Os dias passam entre a monotonia (por vezes muito boa) do teletrabalho, da leitura, do consumo da sétima arte, entre outros afazeres que até então não estavam na agenda por falta de tempo, dizia eu. Sinto-me de facto sortudo por não estar tão exposto a esta pandemia, como muitos que diariamente saem de casa para assegurarem que eu, e vários milhões, tenhamos acesso a um sem número de bens. Brevemente, e sem querer ser injusto, recordo com especial carinho todos os profissionais de saúde que estão na linha da frente deste combate, as forças de segurança pública, e os seguranças distribuídos pelos vários locais com maior afluência de pessoas, para de modo criterioso, controlarem o número de indivíduos que acedem ao seu interior. Lembro ainda os camionistas, os trabalhadores das superfícies comerciais, os voluntários (e são tantos) e os agricultores. Muitos outros deveriam ser invocados, é certo, o que lamento desde já, mas não tenho pretensão de elaborar uma lista perfeita de quem trabalha mais ou menos. Quero somente relembrar que há muita gente que todos os dias arrisca a sua vida por mim, por ti, por todos nós.

Estes e outros que no silêncio e anonimato vão trabalhando, são os heróis hodiernos, sem salários astronómicos, mas com impacto real na vida de todos.

Recordo-me da parábola do bom samaritano (Lc 10, 25-37) contada por Jesus a um entendido na Lei, que O queria colocar à prova, questionando-O sobre o que fazer para alcançar a vida eterna. Com a mestria de sempre, Jesus fê-lo dizer o que está escrito na própria Lei, concluindo este homem que existem duas coisas centrais: o amor a Deus e ao próximo.
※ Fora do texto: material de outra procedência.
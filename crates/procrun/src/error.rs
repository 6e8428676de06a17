//! Failure type shared by every runner.

use std::io;
use thiserror::Error;

/// Why an external command failed.
#[derive(Debug, Error)]
pub enum Cause {
    /// The program could not be started (missing binary, permissions, ...)
    #[error("could not launch: {0}")]
    Launch(#[source] io::Error),

    /// The program ran and exited unsuccessfully
    #[error("{}", describe_exit(.code, .stderr))]
    Exit {
        /// Exit code, `None` when terminated by a signal
        code: Option<i32>,
        /// Captured standard error, empty when stderr was streamed
        stderr: String,
    },
}

impl Cause {
    /// Exit code of the failed program, if it ran and exited normally.
    pub fn exit_code(&self) -> Option<i32> {
        match self {
            Cause::Exit { code, .. } => *code,
            Cause::Launch(_) => None,
        }
    }
}

fn describe_exit(code: &Option<i32>, stderr: &str) -> String {
    let status = match code {
        Some(code) => format!("exited with status {code}"),
        None => "terminated by signal".to_string(),
    };
    let stderr = stderr.trim();
    if stderr.is_empty() {
        status
    } else {
        format!("{status}: {stderr}")
    }
}

/// An external invocation returned non-zero or failed to launch.
#[derive(Debug, Error)]
#[error("command failed: {command}")]
pub struct ExecutionFailed {
    /// The command line as it would be typed in a shell
    pub command: String,
    /// What went wrong
    #[source]
    pub cause: Cause,
}

impl ExecutionFailed {
    /// Failure to start `command`.
    pub fn launch(command: impl Into<String>, error: io::Error) -> Self {
        Self {
            command: command.into(),
            cause: Cause::Launch(error),
        }
    }

    /// Unsuccessful exit of `command`.
    pub fn exit(command: impl Into<String>, code: Option<i32>, stderr: impl Into<String>) -> Self {
        Self {
            command: command.into(),
            cause: Cause::Exit {
                code,
                stderr: stderr.into(),
            },
        }
    }
}

/// Result type for command execution.
pub type Result<T> = std::result::Result<T, ExecutionFailed>;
Vendo ele que não estava a ter sucesso na intenção de “entalar” Jesus, pergunta-Lhe ainda quem é o seu próximo, fazendo com que Jesus contasse a parábola que certamente conhecemos, e que desmancha todos os esquemas mentais da época e também dos nossos dias.

Hoje o mundo está carregado de bons samaritanos. São os que anteriormente referi, e ainda muitos outros. Estes, que num tempo onde todos têm medo, saem de casa, provavelmente com algum receio natural que a situação acarreta, mas não se deixam dominar por ele. Saem porque precisam, e, porque aqueles que como eu podem estar maioritariamente em casa, necessitam deles para acederem aos serviços onde trabalham. Mas, saem porque também há neles um profundo sentido de altruísmo.

À semelhança do bom samaritano que se compadeceu do homem que havia sido espancado e deixado no caminho, que se aproximou e lhe ligou as feridas, levando-o depois para uma estalagem a fim de ser devidamente cuidado, também os bons samaritanos de hoje estão nas várias frentes, a tratar e a cuidar de muitas feridas que este tempo vai abrindo em nós. Nos dias que correm tratar e ligar feridas será certamente proporcionar o acesso aos serviços e bens que necessitamos para viver, e ajudar a minimizar o impacto de um isolamento forçado, mas que bem vivido, pode ser superabundante. Tudo isto se faz com rostos concretos, muitas vezes exaustos, e em sofrimento por terem de renunciar às próprias famílias, para que eu e tu possamos estar com as nossas confortáveis e tranquilos.

Não respeitarmos as leis de excepção que agora nos são pedidas, e não ter a consciência de que muitos se sacrificam em deterimento do bem da maioria, faz de nós “ladrões” e “sacerdotes” (como refere a parábola) que olham e observam o outro que está ferido e caído, mas que viram a cara e passam adiante porque os seus afazeres e intenções são mais importantes que tudo o resto, mesmo que coloquem em perigo a vida do outro.

Sair de casa sem ser por uma necessidade fundamentada, hoje, amanhã e até que nos digam o contrário, fará de nós maus samaritanos centrados em si e nas suas feridas, sem capacidade de olharmos e tocarmos o sofrimento do outro que passa diante de nós.

O Tempo Pascal que agora vivemos reveste-se de uma profunda alegria e beleza porque o Senhor Ressuscitou. Que estes sentimentos que habitam os bons samaritanos do nosso quotidiano nos possam contagiar, ajudando-nos a compreender que só uma vida transformada em hospedaria gratuita para acolher e tratar as feridas dos outros será verdadeiramente fecunda.